3000% carbon dioxide inflation
The beer industry uses C02 to keep oxygen out of beer. Breweries often rely on carbon dioxide to move beer between tanks or kegs and canning lines.
Mahon explains that carbon dioxide costs UK brewers 3,000% more than it did last year, flagging it as “eye-watering.”
In Germany, Göllinger notes that only 30% to 40% of the usual supply quantities of CO2 are available on the market. This mainly affects smaller brewers who can’t capture the excess CO2 created naturally during the fermentation process and ones that additionally produce soft drinks, which then have to buy large quantities on the market at any cost because carbonic acid can’t be replaced.
“The increasing shortage of carbonic acid is a core problem for the industry because it means that production and bottling in breweries have to be interrupted more and more frequently,” she highlights.
The British Soft Drinks Association adds: “We need more than a temporary fix, however, it can’t be right that a company whose products are critical to the food and drink supply chain can be allowed to close a key plant without adequate warning or apparent consideration of the wider impacts, including another primary supplier of CO2 closing for maintenance at the same time.”
“Long-term, the Government needs to create or support conditions that prevent such damaging fluctuation in the market.”
Big beer companies make a fortune
Despite skyrocketing production costs, Germany has been able to increase production by 3.8% to 157.2 million, in the first six months of 2022, compared to 2021, according to the countries’ Federal Statistical Office – although beer sales are still 5.5% lower than before the pandemic.

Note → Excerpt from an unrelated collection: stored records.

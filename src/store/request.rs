//! Request State
//!
//! Tracks the last network operation of a store slice.

use gloo_timers::future::TimeoutFuture;

use crate::api::ApiError;

#[derive(Debug, Clone, Copy, PartialEq, Eq, Default)]
pub enum RequestState {
    #[default]
    Idle,
    Requested,
    Success,
    Error,
}

impl RequestState {
    pub fn is_pending(&self) -> bool {
        *self == RequestState::Requested
    }

    /// State after a failed call; a call cut off by logout leaves nothing to report
    pub fn failed(err: &ApiError) -> Self {
        match err {
            ApiError::Cancelled => RequestState::Idle,
            _ => RequestState::Error,
        }
    }

    pub fn css_class(&self) -> &'static str {
        match self {
            RequestState::Idle => "request-idle",
            RequestState::Requested => "request-pending",
            RequestState::Success => "request-success",
            RequestState::Error => "request-error",
        }
    }
}

/// Wait `ms` milliseconds, then run `reset`
///
/// The only path back to `Idle`; callers check the state is still the
/// one they want to clear.
pub async fn reset_after(ms: u32, reset: impl FnOnce()) {
    TimeoutFuture::new(ms).await;
    reset();
}
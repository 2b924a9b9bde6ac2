//! Frontend Models
//!
//! Client-side shapes of backend entities.

mod entity;
mod tracked;
mod group;
mod server;
mod user;

pub use entity::{Entity, Key};
pub use tracked::Tracked;
pub use group::{Group, GroupFields, Membership, PublicGroup};
pub use server::{DbServer, DbType};
pub use user::{AdminUser, Role, User};

use serde::{Deserialize, Serialize};

/// Open Graph metadata of a linked page
#[derive(Debug, Clone, PartialEq, Default, Serialize, Deserialize)]
pub struct OgMeta {
    pub image: Option<String>,
    pub title: Option<String>,
    pub description: Option<String>,
    pub site_name: Option<String>,
}

impl OgMeta {
    pub fn is_empty(&self) -> bool {
        self.image.is_none() && self.title.is_none() && self.description.is_none() && self.site_name.is_none()
    }
}
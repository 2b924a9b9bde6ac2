//! Group List Component
//!
//! Left column: name filter, group rows and the "new group" button.

use leptos::prelude::*;

use crate::components::RequestBadge;
use crate::models::{Entity, Key};
use crate::store::{groups, AppStateStoreFields, AppStore};

#[derive(Clone, PartialEq)]
struct GroupRow {
    key: Key,
    name: String,
    is_dirty: bool,
    is_private: bool,
    is_admin: bool,
    is_outdated: bool,
}

#[component]
pub fn GroupList(store: AppStore) -> impl IntoView {
    let rows = Memo::new(move |_| {
        let me = store.session().with(|s| s.user.as_ref().map(|u| u.id.clone())).unwrap_or_default();
        store.groups().with(|g| {
            g.visible()
                .into_iter()
                .map(|group| GroupRow {
                    key: group.key(),
                    name: group.fields().name.clone(),
                    is_dirty: group.is_dirty(),
                    is_private: group.fields().is_private,
                    is_admin: group.is_admin(&me),
                    is_outdated: group.is_outdated(&me),
                })
                .collect::<Vec<_>>()
        })
    });
    let selected = Memo::new(move |_| store.groups().with(|g| g.selected().map(|group| group.key())));
    let filter = Memo::new(move |_| store.groups().with(|g| g.filter.clone()));
    let request = Signal::derive(move || store.groups().with(|g| g.request));
    let summary = Memo::new(move |_| {
        let me = store.session().with(|s| s.user.as_ref().map(|u| u.id.clone())).unwrap_or_default();
        store.groups().with(|g| (g.dirty_count(), g.outdated(&me).len()))
    });

    view! {
        <aside class="group-list">
            <div class="group-list-header">
                <input
                    type="search"
                    placeholder="Filter groups"
                    prop:value=move || filter.get()
                    on:input=move |ev| groups::set_filter(store, event_target_value(&ev))
                />
                <button
                    class="new-group-btn"
                    on:click=move |_| {
                        groups::new_draft(store);
                    }
                >
                    "+ New group"
                </button>
                <RequestBadge state=request />
            </div>
            <ul>
                <For
                    each=move || rows.get()
                    key=|row| (row.key.clone(), row.name.clone(), row.is_dirty, row.is_admin, row.is_outdated, row.is_private)
                    children=move |row| {
                        let key = row.key.clone();
                        let is_active = {
                            let key = key.clone();
                            move || selected.get().as_ref() == Some(&key)
                        };
                        let name = if row.name.is_empty() { "(unnamed)".to_string() } else { row.name.clone() };
                        view! {
                            <li
                                class=move || if is_active() { "group-row active" } else { "group-row" }
                                on:click=move |_| groups::select(store, Some(key.clone()))
                            >
                                <span class="group-name">{name}</span>
                                {row.is_private.then(|| view! { <span class="badge" title="private">"private"</span> })}
                                {row.is_admin.then(|| view! { <span class="badge">"admin"</span> })}
                                {row.is_outdated.then(|| view! { <span class="badge warn" title="Access needs to be renewed">"outdated"</span> })}
                                {row.is_dirty.then(|| view! { <span class="dirty-dot" title="unsaved changes">"*"</span> })}
                            </li>
                        }
                    }
                />
            </ul>
            <p class="group-summary">
                {move || {
                    let (unsaved, outdated) = summary.get();
                    let mut parts = Vec::new();
                    if unsaved > 0 {
                        parts.push(format!("{} unsaved", unsaved));
                    }
                    if outdated > 0 {
                        parts.push(format!("{} outdated", outdated));
                    }
                    parts.join(", ")
                }}
            </p>
        </aside>
    }
}
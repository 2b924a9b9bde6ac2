//! Link Preview Component
//!
//! Shows Open Graph data for the first link in a text.

use leptos::prelude::*;
use leptos::task::spawn_local;

use crate::api::{MetaApi, RestApi};
use crate::models::OgMeta;

/// First `http(s)://` word in `text`
pub fn first_url(text: &str) -> Option<String> {
    text.split_whitespace()
        .find(|w| w.starts_with("http://") || w.starts_with("https://"))
        .map(|w| w.trim_end_matches(|c: char| matches!(c, ')' | ',' | '.' | ';')).to_string())
}

#[component]
pub fn LinkPreview(api: RestApi, url: String) -> impl IntoView {
    let (meta, set_meta) = signal(None::<OgMeta>);

    let target = url.clone();
    Effect::new(move |_| {
        let api = api.clone();
        let target = target.clone();
        spawn_local(async move {
            match api.og_meta(&target).await {
                Ok(found) if !found.is_empty() => set_meta.set(Some(found)),
                Ok(_) => {}
                Err(e) => log::debug!("[PREVIEW] no metadata for {}: {}", target, e),
            }
        });
    });

    view! {
        {move || meta.get().map(|m| {
            let href = url.clone();
            view! {
                <a class="link-preview" href=href target="_blank" rel="noopener">
                    {m.image.map(|src| view! { <img class="link-preview-image" src=src /> })}
                    <div class="link-preview-text">
                        <strong>{m.title.unwrap_or_default()}</strong>
                        <p>{m.description.unwrap_or_default()}</p>
                        <small>{m.site_name.unwrap_or_default()}</small>
                    </div>
                </a>
            }
        })}
    }
}
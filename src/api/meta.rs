//! Link Preview Endpoint

use async_trait::async_trait;
use reqwest::Method;
use serde::Serialize;

use super::{ApiResult, RestApi};
use crate::models::OgMeta;

#[derive(Serialize)]
struct OgMetaArgs<'a> {
    url: &'a str,
}

#[async_trait(?Send)]
pub trait MetaApi {
    async fn og_meta(&self, url: &str) -> ApiResult<OgMeta>;
}

#[async_trait(?Send)]
impl MetaApi for RestApi {
    async fn og_meta(&self, url: &str) -> ApiResult<OgMeta> {
        let builder = self.request(Method::POST, self.url(&["og_meta"])).json(&OgMetaArgs { url });
        self.fetch(builder).await
    }
}
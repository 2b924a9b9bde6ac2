//! Session Store
//!
//! Signed-in user plus login, logout, signup and password reset flows.

use leptos::prelude::*;

use super::{clear_all, groups, AppStateStoreFields, AppStore, RequestState};
use crate::api::{Credentials, GroupsApi, SessionApi, SignupArgs};
use crate::models::User;

#[derive(Debug, Clone, Default)]
pub struct SessionState {
    pub user: Option<User>,
    /// Login request
    pub request: RequestState,
    pub signup: RequestState,
    pub password_reset: RequestState,
}

impl SessionState {
    pub fn is_logged_in(&self) -> bool {
        self.user.is_some()
    }

    pub fn is_admin(&self) -> bool {
        self.user.as_ref().is_some_and(User::is_admin)
    }
}

/// Sign in, then load the user's groups
pub async fn login<A>(store: AppStore, api: &A, email: String, password: String)
where
    A: SessionApi + GroupsApi + ?Sized,
{
    store.session().update(|s| s.request = RequestState::Requested);
    let credentials = Credentials { email: email.trim().to_string(), password };
    match api.login(&credentials).await {
        Ok(user) => {
            log::info!("[SESSION] signed in as {}", user.email);
            store.session().update(|s| {
                s.user = Some(user);
                s.request = RequestState::Success;
            });
            groups::load(store, api).await;
        }
        Err(e) => {
            log::warn!("[SESSION] login failed: {}", e);
            store.session().update(|s| s.request = RequestState::failed(&e));
        }
    }
}

/// Sign out and forget everything loaded during the session
///
/// Local state is cleared even when the server call fails.
pub async fn logout<A: SessionApi + ?Sized>(store: AppStore, api: &A) {
    if let Err(e) = api.logout().await {
        log::debug!("[SESSION] logout request failed: {}", e);
    }
    api.end_session();
    clear_all(store);
    log::info!("[SESSION] signed out");
}

fn signup_is_valid(args: &SignupArgs) -> bool {
    !args.email.trim().is_empty() && !args.password.is_empty() && args.password == args.password_confirmation
}

pub async fn signup<A: SessionApi + ?Sized>(store: AppStore, api: &A, args: SignupArgs) {
    if !signup_is_valid(&args) {
        log::debug!("[SESSION] signup rejected locally");
        store.session().update(|s| s.signup = RequestState::Error);
        return;
    }
    store.session().update(|s| s.signup = RequestState::Requested);
    let state = match api.signup(&args).await {
        Ok(()) => RequestState::Success,
        Err(e) => {
            log::warn!("[SESSION] signup failed: {}", e);
            RequestState::failed(&e)
        }
    };
    store.session().update(|s| s.signup = state);
}

pub async fn request_new_password<A: SessionApi + ?Sized>(store: AppStore, api: &A, email: String) {
    store.session().update(|s| s.password_reset = RequestState::Requested);
    let state = match api.request_new_password(email.trim()).await {
        Ok(()) => RequestState::Success,
        Err(e) => {
            log::warn!("[SESSION] password reset failed: {}", e);
            RequestState::failed(&e)
        }
    };
    store.session().update(|s| s.password_reset = state);
}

Dutch brewery Heineken has achieved revenue growth of 37% and net profit growth of 20.6%. The company has increased its prices by 15.3% across markets to offset inflation.
“We expect significant inflationary pressures on our cost base and ongoing investment in our business to continue and impact the second half of 2022 and into 2023,” warns the company in its Q2 results statement.
US and Canadian brewers, Molson Coors, states in its Q2 2022 quarter report that they had increased net sales by 7.1% “primarily due to positive net pricing,” despite selling 0.6% less beer. The company had to raise prices due to a 32% increase in costs per hectoliter of beer sold due to raw materials, transportation and energy costs increases.
“After growing the top-line for the first time in a decade last year, we have now generated net sales growth for five straight quarters for the first time in over a decade on a constant currency basis,” said Gavin Hattersley, President and CEO of the company.
Brazil’s Ambev is also having a banner year, with net revenue increases of 19.6% in the second quarter. The company is also growing on price increases as revenue is accelerating three times faster than volume growth (6.1%).
Portugal plans beer taxes raise
With consumers already having to face increased prices for beer due to generalized inflationary pressures, some governments want to increase the bill for beer further.
Portugal is planning to increase special taxes for beer by 4%.
“Portuguese microbreweries will pay more than double the taxes per hectolitre than a large Spanish brewer pays,” says Francisco Gírio, secretary-general of APCV Cervejeiros.
“[This] will have a ‘serious’ impact on the competitiveness and survival of the beer sector, its companies and consumers,” he highlights.
“If the proposal is approved in the Assembly of the Republic, the brewing sector will be greatly harmed compared to its two biggest competitors, wine and beer from Spain, and beer prices in Portugal could increase, as more costs could be passed on to consumers,” concludes Gírio.